MG: A few years ago our coverage found some of the major provider groups had grown their specialties too fast ahead of their primary care physicians, who feed them patients. Did Norton intentionally grow the primary care providers first?

RC: We did. Our board of trustees started this process of aggregating and employing primary care physicians 20 years ago. Norton was one of the first in the region to employ primary care physicians, and it was a difficult process. A lot of healthcare providers were doing it 20 years ago, but most of them got out very quickly because quite honestly it was a drain on the financials, and there wasn’t a lot of information about how best to integrate what had previously been independent practice into regional health systems. And from the back office perspective it was a difficult management process understanding how primary care physicians work. Our board stayed with it.

MG: Norton reported 2016 revenue of $2.09 billion, an increase of 4.6 percent over 2015. You were in the black by $89 million on patient services and by $142 million for overall operations and investments. That was a 4.3 percent margin for patient services and it looks like 6.8 percent overall. A lot of big systems are in the red. What strategies is Norton using to achieve these results when many others are reporting losses?

RC: Some information released last week speculated that this year 50 percent of hospitals will be operating in the red, so our 2016 results certainly are unusual. The differentiating factor for us is that that 900-physician group has done a great job of working together, making sure we do the right things for patients and consumers as far as being available. We were able to increase volume.

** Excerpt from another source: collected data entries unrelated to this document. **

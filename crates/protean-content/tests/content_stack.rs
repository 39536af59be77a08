//! Integration tests: the full content stack wired the way a host
//! framework would wire it — one schema cache, one type registry, one
//! permission registry, one policy, shared by the resolver, the
//! projector, and the paste validator.

use protean_content::{
    Catalog, Content, FieldProjector, Modified, PasteValidator, SecurityPolicy,
    TypeConstraintValidator, VIEW_PERMISSION, reindex_on_modify,
};
use chrono::Duration;
use protean_kernel::{
    CapabilityResolver, CapabilitySet, CapabilityTag, InMemoryPermissionRegistry,
    InMemorySchemaCache, InMemoryTypeRegistry, Permission, Schema, TypeInfo,
};
use serde_json::json;
use std::collections::BTreeSet;
use std::sync::{Arc, Mutex};

struct Stack {
    types: Arc<InMemoryTypeRegistry>,
    schemas: Arc<InMemorySchemaCache>,
    permissions: Arc<InMemoryPermissionRegistry>,
    policy: Arc<TitleAllowList>,
    resolver: CapabilityResolver,
    projector: FieldProjector,
}

struct TitleAllowList(BTreeSet<&'static str>);

impl SecurityPolicy for TitleAllowList {
    fn check_permission(&self, title: &str, _content: &Content) -> bool {
        self.0.contains(title)
    }

    fn current_user_id(&self) -> Option<String> {
        Some("editor".to_string())
    }
}

fn stack(allowed: &[&'static str]) -> Stack {
    let types = Arc::new(InMemoryTypeRegistry::new());
    types.register(
        TypeInfo::new("document", "Document").with_add_permission("protean.AddDocument"),
    );

    let schemas = Arc::new(InMemorySchemaCache::new());
    schemas.set_schema(
        "document",
        Schema::builder(CapabilityTag::new("content.document"))
            .field("title", json!(""))
            .field("body", json!(""))
            .field("internal_notes", json!(""))
            .read_permission("internal_notes", "protean.ViewInternal")
            .build()
            .expect("document schema builds"),
    );
    schemas.set_subtypes(
        "document",
        vec![
            Schema::builder(CapabilityTag::new("behavior.taggable"))
                .field("keywords", json!([]))
                .build()
                .expect("taggable schema builds"),
        ],
    );

    let permissions = Arc::new(InMemoryPermissionRegistry::new());
    permissions.register(Permission::new("protean.ViewInternal", "View internal"));
    permissions.register(Permission::new("protean.AddDocument", "Add document"));

    let policy = Arc::new(TitleAllowList(allowed.iter().copied().collect()));

    let resolver = CapabilityResolver::new(Arc::clone(&types) as _, Arc::clone(&schemas) as _);
    let projector = FieldProjector::new(
        Arc::clone(&schemas) as _,
        Arc::clone(&permissions) as _,
        Arc::clone(&policy) as _,
    );

    Stack {
        types,
        schemas,
        permissions,
        policy,
        resolver,
        projector,
    }
}

fn document(id: &str) -> Content {
    let mut content = Content::new(id, CapabilitySet::from_names(["kind.item"]));
    content.set_type_id("document");
    content
}

#[test]
fn resolution_through_content_is_cached_and_invalidated_by_metadata() {
    let stack = stack(&[VIEW_PERMISSION]);
    let mut content = document("doc-1");

    let first = stack.resolver.resolve(&content);
    let names: Vec<&str> = first.iter().map(CapabilityTag::name).collect();
    assert_eq!(
        names,
        vec!["content.document", "behavior.taggable", "kind.item"]
    );
    assert!(Arc::ptr_eq(&first, &stack.resolver.resolve(&content)));

    // A metadata stamp is a modification: the cache must miss.
    let stamped = content.metadata().modified() + Duration::seconds(1);
    content.metadata_mut().set_modification_date(Some(stamped));
    let second = stack.resolver.resolve(&content);
    assert!(!Arc::ptr_eq(&first, &second));
    assert_eq!(*first, *second);

    // Re-assigned direct capabilities replace the base set entirely.
    content.set_direct_capabilities(Some(CapabilitySet::from_names(["assigned.frontpage"])));
    let third = stack.resolver.resolve(&content);
    assert!(third.contains("assigned.frontpage"));
    assert!(third.contains("content.document"));
    assert!(!third.contains("kind.item"));
}

#[test]
fn projection_and_attribute_fallback_agree_on_defaults() {
    let stack = stack(&[VIEW_PERMISSION, "View internal"]);
    let mut content = document("doc-1");
    content.set_value("title", json!("Front page"));

    let projected = stack.projector.project(&content, true);
    assert_eq!(projected.get("title"), Some(&json!("Front page")));
    assert_eq!(projected.get("body"), Some(&json!("")));
    assert_eq!(projected.get("keywords"), Some(&json!([])));
    assert_eq!(projected.get("internal_notes"), Some(&json!("")));

    // The attribute fallback sees the same schema defaults.
    assert_eq!(
        content
            .value("keywords", stack.schemas.as_ref())
            .expect("subtype default resolves"),
        json!([])
    );
}

#[test]
fn restricted_reader_sees_a_filtered_projection() {
    let stack = stack(&[VIEW_PERMISSION]);
    let content = document("doc-1");

    let projected = stack.projector.project(&content, true);
    assert!(projected.contains_key("title"));
    assert!(!projected.contains_key("internal_notes"));

    // Unconstrained projection still carries everything.
    let all = stack.projector.project(&content, false);
    assert!(all.contains_key("internal_notes"));
}

#[test]
fn schema_invalidation_degrades_without_blocking_content() {
    let stack = stack(&[VIEW_PERMISSION]);
    let content = document("doc-1");
    assert!(stack.resolver.resolve(&content).contains("content.document"));

    stack.schemas.invalidate("document");

    // Resolution degrades to the static set; projection turns empty;
    // attribute access reports not-found instead of failing hard.
    let degraded = stack.resolver.resolve(&content);
    let names: Vec<&str> = degraded.iter().map(CapabilityTag::name).collect();
    assert_eq!(names, vec!["kind.item"]);
    assert!(stack.projector.project(&content, true).is_empty());
    assert!(content.value("title", stack.schemas.as_ref()).is_err());
}

#[test]
fn paste_validation_consults_the_same_type_registry() {
    let stack = stack(&["Add document"]);
    let validator = TypeConstraintValidator::new(
        Arc::clone(&stack.types) as _,
        Arc::clone(&stack.permissions) as _,
        Arc::clone(&stack.policy) as _,
    );
    let target = Content::new("folder", CapabilitySet::empty());
    assert!(validator.validate(&document("copy"), &target).is_ok());

    let denying = stack_policy_denies();
    assert!(denying.validate(&document("copy"), &target).is_err());
}

fn stack_policy_denies() -> TypeConstraintValidator {
    let stack = stack(&[]);
    TypeConstraintValidator::new(
        Arc::clone(&stack.types) as _,
        Arc::clone(&stack.permissions) as _,
        Arc::clone(&stack.policy) as _,
    )
}

#[test]
fn modification_event_reindexes_and_invalidates_resolution() {
    let stack = stack(&[VIEW_PERMISSION]);

    struct RecordingCatalog(Mutex<usize>);

    impl Catalog for RecordingCatalog {
        fn reindex(&self, _content: &Content) {
            *self.0.lock().unwrap_or_else(|e| e.into_inner()) += 1;
        }
    }

    let catalog = RecordingCatalog(Mutex::new(0));
    let mut content = document("doc-1");
    let before = stack.resolver.resolve(&content);

    let event = Modified::for_content(&content);
    reindex_on_modify(&mut content, &event, stack.policy.as_ref(), &catalog);

    assert_eq!(*catalog.0.lock().unwrap_or_else(|e| e.into_inner()), 1);
    assert_eq!(content.metadata().creators, vec!["editor"]);

    // The stamp moved the modification date: resolution recomputes.
    let after = stack.resolver.resolve(&content);
    assert!(!Arc::ptr_eq(&before, &after));
    assert_eq!(*before, *after);
}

Also, we spent $200 million two years before that on our electronic medical record, which was epic. We began to feel the benefits of efficiency related to getting an EMR installed and understanding how that could help us. We were some of the first into electronic medical record installation. If you look at our financials from ’14 or ’13, we didn’t have a positive margin because it is a difficult process, a real drain on cash and accounts receivable, and it just disrupts the process.

The other thing was we benefited from Medicaid expansion. 2016 was the year people had not had coverage did have coverage. We had the physician workforce to accept those patients and that made a difference.

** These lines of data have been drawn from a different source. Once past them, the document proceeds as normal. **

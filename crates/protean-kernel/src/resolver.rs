//! Dynamic capability resolution with an invalidation-aware cache.
//!
//! Given a content instance, the resolver computes the complete ordered
//! set of capability tags the instance should be treated as providing:
//! the tag of its type's primary schema, then each subtype schema's tag
//! in registry order, then the instance's prior static set. Resolution
//! runs at every capability-check site — hundreds of times per logical
//! request in a host system — so the cached fast path and the exactness
//! of its invalidation are the whole design.
//!
//! A cache entry is valid only while all four inputs are unchanged:
//! the instance's modification timestamp (compared by equality) and the
//! schema, subtype list, and directly-assigned capability set (compared
//! by `Arc` identity, not deep equality — a reloaded-but-equal schema is
//! a new generation and must recompute).

use crate::cache::SchemaCache;
use crate::capability::CapabilitySet;
use crate::registry::TypeRegistry;
use crate::schema::Schema;
use chrono::{DateTime, Utc};
use std::sync::Arc;

/// The content surface the resolver consumes.
///
/// Deliberately minimal: a carrier only exposes its typing inputs and a
/// transient slot for the cached resolution. The slot must never be
/// persisted; on restart the resolution is simply recomputed lazily.
pub trait CapabilityCarrier {
    /// When the carrier was last modified.
    fn modified_at(&self) -> DateTime<Utc>;

    /// The carrier's type identifier, if it has been typed yet.
    fn type_id(&self) -> Option<&str>;

    /// Capability set assigned directly to this instance, if any.
    fn direct_capabilities(&self) -> Option<Arc<CapabilitySet>>;

    /// Capability set implied by the carrier's concrete kind.
    fn static_capabilities(&self) -> Arc<CapabilitySet>;

    /// Read the transient cache slot.
    fn cached_resolution(&self) -> Option<Arc<ResolvedCapabilities>>;

    /// Store into the transient cache slot. Must be a single reference
    /// swap: racing writers may each recompute, and last-writer-wins is
    /// sufficient because recomputation is idempotent.
    fn store_resolution(&self, entry: Arc<ResolvedCapabilities>);
}

/// A cached resolution together with the inputs that produced it.
#[derive(Debug, Clone)]
pub struct ResolvedCapabilities {
    mtime: DateTime<Utc>,
    schema: Option<Arc<Schema>>,
    subtypes: Arc<[Arc<Schema>]>,
    direct: Option<Arc<CapabilitySet>>,
    resolved: Arc<CapabilitySet>,
}

impl ResolvedCapabilities {
    pub fn resolved(&self) -> &Arc<CapabilitySet> {
        &self.resolved
    }

    fn matches(
        &self,
        mtime: DateTime<Utc>,
        schema: &Option<Arc<Schema>>,
        subtypes: &Arc<[Arc<Schema>]>,
        direct: &Option<Arc<CapabilitySet>>,
    ) -> bool {
        self.mtime == mtime
            && option_ptr_eq(&self.schema, schema)
            && Arc::ptr_eq(&self.subtypes, subtypes)
            && option_ptr_eq(&self.direct, direct)
    }
}

fn option_ptr_eq<T: ?Sized>(a: &Option<Arc<T>>, b: &Option<Arc<T>>) -> bool {
    match (a, b) {
        (Some(a), Some(b)) => Arc::ptr_eq(a, b),
        (None, None) => true,
        _ => false,
    }
}

/// Resolves the capability set a carrier provides, consulting the type
/// registry and schema cache it was constructed with.
pub struct CapabilityResolver {
    types: Arc<dyn TypeRegistry>,
    schemas: Arc<dyn SchemaCache>,
}

impl CapabilityResolver {
    pub fn new(types: Arc<dyn TypeRegistry>, schemas: Arc<dyn SchemaCache>) -> Self {
        Self { types, schemas }
    }

    /// Resolve the complete capability set for `carrier`.
    ///
    /// Never fails: a missing type-registry entry or missing schema
    /// degrades to static resolution.
    pub fn resolve(&self, carrier: &dyn CapabilityCarrier) -> Arc<CapabilitySet> {
        let direct = carrier.direct_capabilities();

        // Starting point: the direct assignment if present, otherwise
        // the set implied by the concrete kind.
        let base = match direct.clone() {
            Some(direct) => direct,
            None => carrier.static_capabilities(),
        };

        // Dynamic extension only applies to typed content.
        let Some(type_id) = carrier.type_id() else {
            return base;
        };
        if self.types.lookup(type_id).is_none() {
            return base;
        }

        // Fetch both exactly once so the key reflects one generation.
        let schema = self.schemas.get(type_id);
        let subtypes = self.schemas.subtypes(type_id);
        let mtime = carrier.modified_at();

        if let Some(cached) = carrier.cached_resolution()
            && cached.matches(mtime, &schema, &subtypes, &direct)
        {
            return Arc::clone(cached.resolved());
        }

        // Nothing dynamic to contribute: return the base set without
        // writing a cache entry (caching a no-op buys nothing).
        if schema.is_none() && subtypes.is_empty() {
            return base;
        }

        let leading = schema
            .iter()
            .chain(subtypes.iter())
            .filter_map(|s| s.tag().cloned());
        let resolved = Arc::new(CapabilitySet::compose(leading, &base));

        carrier.store_resolution(Arc::new(ResolvedCapabilities {
            mtime,
            schema,
            subtypes,
            direct,
            resolved: Arc::clone(&resolved),
        }));

        resolved
    }
}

Norton Healthcare is locally governed and locally run. Our 23-member board all live in this town. They understand healthcare in a different way and have an ability to be nimble, to act quickly. They understand what’s going on; they understand the need to seize opportunities as they come up. That’s a bit of a difference.

In healthcare over the last five to seven years all everybody wanted to talk about was how important scale was. You saw mega-systems coming together, and they would be run out of a town somewhere else. There are a lot of those. Some of them work; some of them don’t. We believe Kentucky healthcare is very much a local thing, that people appreciate it having a local feel, local flavor. It’s worked well for Norton Healthcare that we have remained local and our brand has remained strong. Having that local board, having the 14,000 employees here feel like it is their organization and that they are responsible for executing on the mission, vision and values, is a real differentiator.

MG: Some systems generate their profits off the largest cases and procedures like organ transplants or brain surgery. What are Norton’s most important revenue-generating services or procedures that feed into that good financial result?

RC: When you’re a not-for-profit healthcare system, you have to have some services that do make a profit because you have a lot that don’t. The ones on the more positive end for us are neonatology; cardiovascular services; oncology – we’ve been making certain we continue to grow our access for our oncology patients, because we are entering a time where we’re diagnosing much earlier. Orthopedics and spine does well. Those predominantly have been helpful in achieving that margin.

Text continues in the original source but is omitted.